The plan has unsurprisingly generated some skepticism. Egypt has a long history of failed, delusional, top-down urban planning:
I won’t dwell on the fascination with Dubai as a model for urban development and how unsuitable this model is for Egypt whose GDP per capita is 8% of that of the UAE. Nor will I dwell on the deep political and social inequalities that lie beneath the glittering veneer of Dubai, and the serious political implications that this model bodes for the new proposed capital of Egypt. I also won’t dwell on the meaning and significance of announcing such a momentous decision not in front of parliament (for we have no such institution due to a legal fracas that delayed the elections to an unspecified future date) and not to the local media (despite the fact that whatever independence this media might have once enjoyed has evaporated in thin air), but to a group of word leaders and foreign investors who claim to be “focus[ing] on efforts to promote shared prosperity in Egypt and the region” (in the words of US Secretary of State John Kerry).

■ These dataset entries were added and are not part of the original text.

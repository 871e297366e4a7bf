//! `tar` archive creation, extraction and listing.
//!
//! All single-letter options are bundled into one old-style key (`cvzf`): the
//! mode letter, `v`, the compression letter and finally `f`, which must stay
//! last because the archive name follows it directly.
//!
//! The archive name, the exclude pattern and the extract directory are quoted
//! when they hold spaces or shell metacharacters. `targets` is a
//! space-separated list of operands and goes in as typed.

use crate::families::{non_empty, or_default};
use crate::option_model::{Choice, FieldSpec, OptionModel};
use crate::rendering::{operand, CommandTokens};

#[derive(Debug, Clone, Copy, PartialEq, Eq, Default)]
pub enum Mode {
    #[default]
    Create,
    Extract,
    List,
}

impl Mode {
    fn letter(self) -> char {
        match self {
            Mode::Create => 'c',
            Mode::Extract => 'x',
            Mode::List => 't',
        }
    }
}

impl Choice for Mode {
    const ALL: &'static [Self] = &[Mode::Create, Mode::Extract, Mode::List];

    fn label(self) -> &'static str {
        match self {
            Mode::Create => "create",
            Mode::Extract => "extract",
            Mode::List => "list",
        }
    }

    fn description(self) -> &'static str {
        match self {
            Mode::Create => "Pack files and directories into a new archive",
            Mode::Extract => "Unpack an archive into the current or a given directory",
            Mode::List => "Show the archive contents without unpacking",
        }
    }
}

#[derive(Debug, Clone, Copy, PartialEq, Eq, Default)]
pub enum Compression {
    #[default]
    Gzip,
    Bzip2,
    Xz,
    None,
}

impl Compression {
    fn letter(self) -> Option<char> {
        match self {
            Compression::Gzip => Some('z'),
            Compression::Bzip2 => Some('j'),
            Compression::Xz => Some('J'),
            Compression::None => None,
        }
    }

    fn extension(self) -> &'static str {
        match self {
            Compression::Gzip => ".tar.gz",
            Compression::Bzip2 => ".tar.bz2",
            Compression::Xz => ".tar.xz",
            Compression::None => ".tar",
        }
    }
}

impl Choice for Compression {
    const ALL: &'static [Self] = &[
        Compression::Gzip,
        Compression::Bzip2,
        Compression::Xz,
        Compression::None,
    ];

    fn label(self) -> &'static str {
        match self {
            Compression::Gzip => "gzip",
            Compression::Bzip2 => "bzip2",
            Compression::Xz => "xz",
            Compression::None => "none",
        }
    }

    fn description(self) -> &'static str {
        match self {
            Compression::Gzip => "Fast and universally available (.tar.gz)",
            Compression::Bzip2 => "Smaller than gzip, slower (.tar.bz2)",
            Compression::Xz => "Best ratio, slowest to create (.tar.xz)",
            Compression::None => "Plain uncompressed archive (.tar)",
        }
    }
}

pub fn schema() -> Vec<FieldSpec> {
    vec![
        FieldSpec::choice("mode", Mode::Create, "What tar should do"),
        FieldSpec::choice("compression", Compression::Gzip, "Compression filter"),
        FieldSpec::toggle("verbose", true, "List files as they are processed"),
        FieldSpec::text("archive", "Archive file name"),
        FieldSpec::text("targets", "Files or directories to pack"),
        FieldSpec::text("exclude", "Pattern to leave out when creating"),
        FieldSpec::text("directory", "Directory to extract into"),
    ]
}

#[derive(Debug, Clone, PartialEq, Eq)]
pub struct Options {
    pub mode: Mode,
    pub compression: Compression,
    pub verbose: bool,
    pub archive: String,
    pub targets: String,
    pub exclude: Option<String>,
    pub directory: Option<String>,
}

impl Options {
    pub fn from_model(model: &OptionModel) -> Self {
        let compression: Compression = model.choice("compression");
        let default_archive = format!("archive{}", compression.extension());

        Self {
            mode: model.choice("mode"),
            compression,
            verbose: model.toggle("verbose"),
            archive: or_default(model.text("archive"), &default_archive),
            targets: or_default(model.text("targets"), "."),
            exclude: non_empty(model.text("exclude")),
            directory: non_empty(model.text("directory")),
        }
    }
}

pub fn compose(options: &Options) -> CommandTokens {
    let mut key = String::new();
    key.push(options.mode.letter());
    if options.verbose {
        key.push('v');
    }
    if let Some(letter) = options.compression.letter() {
        key.push(letter);
    }
    key.push('f');

    let mut tokens = CommandTokens::new("tar");
    tokens.push(key).push(operand(&options.archive));

    match options.mode {
        Mode::Create => {
            // GNU tar ignores --exclude given after the operands
            tokens
                .push_opt(
                    options
                        .exclude
                        .as_ref()
                        .map(|exclude| format!("--exclude={}", operand(exclude))),
                )
                .push(options.targets.as_str());
        }
        Mode::Extract => {
            if let Some(directory) = &options.directory {
                tokens.push("-C").push(operand(directory));
            }
        }
        Mode::List => {}
    }

    tokens
}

I just wonder what will happen to Cairo, Egypt’s capital for more than a thousand years? What will happen to the metropolis that is home to close to 20 million inhabitants? Where do they fit in the government’s plans for the new capital? The website says that it is hoped that the new city will attract 5 million inhabitants when it is finished. Assuming that the aim of building a new administrative capital is to alleviate the pressure from downtown Cairo where the majority of government offices are located, and assuming, for argument’s sake, that the 5 million inhabitants will actually be moved from overcrowded city, what will happen to the rest of us?
It has also garnered quite a bit of genuine support, driven, I imagine, by the undeniable fact that central Cairo is such a brutal, and worsening, urban environment. It's not that the capital doesn't urgently need drastic new measures to solve its pollution, transportation problems, traffic, overcrowding, poor public services. I spent a year after the uprising going to weekly meetings at an Egyptian NGO where experts and activists from dozens of different fields talked knowledgeably about the city's problems, argued over solutions, and proposed many creative, worthy ideas. But none of these ideas ever get anywhere near government offices, where denial (of the 2/3 of the city that consists of informal housing, to star with), bad taste and bad faith reign supreme and no one can admit the obvious: Cairo's fundamental problem is governance.